Professor L. Michel Espinoza-Fonseca
Center for Arrhythmia Research
U. of Michigan
Ann Arbor, MI

Monday, September 30, 2019
3:00 pm (CT)
3269 Beckman Institute

Abstract

Sarcoplasmic reticulum calcium ATPase (SERCA) is a transmembrane pump critical for calcium transport from the cytosol to the lumen of the sarcoplasmic reticulum (SR). Deregulation and deactivation of this essential component in the calcium transport machinery is a hallmark of heart failure, so development of SERCA activating drugs has emerged as a promising approach for the pharmacological treatment of this condition. My group focuses on a comprehensive computer-to- bedside approach for the design of novel small-molecule SERCA activators. The best molecules are then synthetized and experimentally tested in situ for SERCA activity and in vitro for efficacy using patient-derived iPSC cardiomyocytes. We found that the molecules designed in the computer activate the calcium pump in the low µM range and also stimulate intracellular calcium transport in human iPSC cardiomyocytes at nM concentrations.
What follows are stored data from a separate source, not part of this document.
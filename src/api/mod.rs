mod handlers;
pub mod middleware;

use std::sync::Arc;

use axum::{
    extract::FromRef,
    middleware::from_fn_with_state,
    routing::{delete, get, post, put},
    Router,
};
use tower_http::trace::TraceLayer;

use crate::config::AppConfig;
use crate::db::Database;
use crate::progression::ProgressionEngine;

pub use middleware::{CurrentUser, RateLimiter, SecurityConfig};

/// Shared state behind every handler.
#[derive(Clone)]
pub struct AppState {
    pub db: Database,
    pub engine: Arc<ProgressionEngine<Database>>,
    pub config: Arc<AppConfig>,
}

impl AppState {
    pub fn new(db: Database, config: AppConfig) -> Self {
        let engine = ProgressionEngine::new(db.clone(), config.progression);
        Self {
            db,
            engine: Arc::new(engine),
            config: Arc::new(config),
        }
    }
}

impl FromRef<AppState> for Database {
    fn from_ref(state: &AppState) -> Self {
        state.db.clone()
    }
}

/// Router with default progression rules, permissive CORS and no rate limit.
pub fn create_router(db: Database) -> Router {
    create_router_with_config(db, AppConfig::default(), SecurityConfig::disabled())
}

pub fn create_router_with_config(db: Database, config: AppConfig, security: SecurityConfig) -> Router {
    let state = AppState::new(db, config);

    let public = Router::new()
        .route("/health", get(handlers::health))
        .route("/auth/register", post(handlers::register))
        .route("/auth/login", post(handlers::login))
        .route("/achievements", get(handlers::list_achievements));

    let protected = Router::new()
        .route("/auth/logout", post(handlers::logout))
        // Users
        .route("/users/me", get(handlers::get_me))
        .route("/users/me", put(handlers::update_me))
        .route("/users/me/achievements", get(handlers::list_user_achievements))
        // Tasks
        .route("/tasks", get(handlers::list_tasks))
        .route("/tasks/habits", post(handlers::create_habit))
        .route("/tasks/todos", post(handlers::create_todo))
        .route("/tasks/habits/{id}", put(handlers::update_habit))
        .route("/tasks/todos/{id}", put(handlers::update_todo))
        .route("/tasks/{id}", get(handlers::get_task))
        .route("/tasks/{id}", delete(handlers::delete_task))
        .route("/tasks/{id}/complete", post(handlers::complete_task))
        .route("/tasks/{id}/tags/{tag_id}", post(handlers::add_task_tag))
        .route("/tasks/{id}/tags/{tag_id}", delete(handlers::remove_task_tag))
        // Tags
        .route("/tags", get(handlers::list_tags))
        .route("/tags", post(handlers::create_tag))
        .route("/tags/{id}", get(handlers::get_tag))
        .route("/tags/{id}", put(handlers::update_tag))
        .route("/tags/{id}", delete(handlers::delete_tag))
        .route("/tags/{id}/tasks", get(handlers::list_tag_tasks))
        // Dashboard
        .route("/dashboard/stats", get(handlers::dashboard_stats))
        .route("/dashboard/history", get(handlers::completion_history))
        .route_layer(from_fn_with_state(
            state.db.clone(),
            middleware::auth_middleware,
        ));

    let mut app = Router::new()
        .nest("/api/v1", public.merge(protected))
        .layer(TraceLayer::new_for_http())
        .layer(security.cors_layer())
        .with_state(state);

    if let Some(limiter) = security.rate_limiter {
        app = app.layer(from_fn_with_state(limiter, middleware::rate_limit_middleware));
    }

    app
}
Our most exciting discovery is that the most promising SERCA activators reverses calcium mishandling and protects the cardiomyocyte against arrhythmia in a clinically relevant model of heart disease, with no apparent long-term cardiotoxicity. These results demonstrate that our computer-to-bedside strategy for drug design accelerates the discovery of promising drug-like molecules for the pharmacological treatment of heart failure.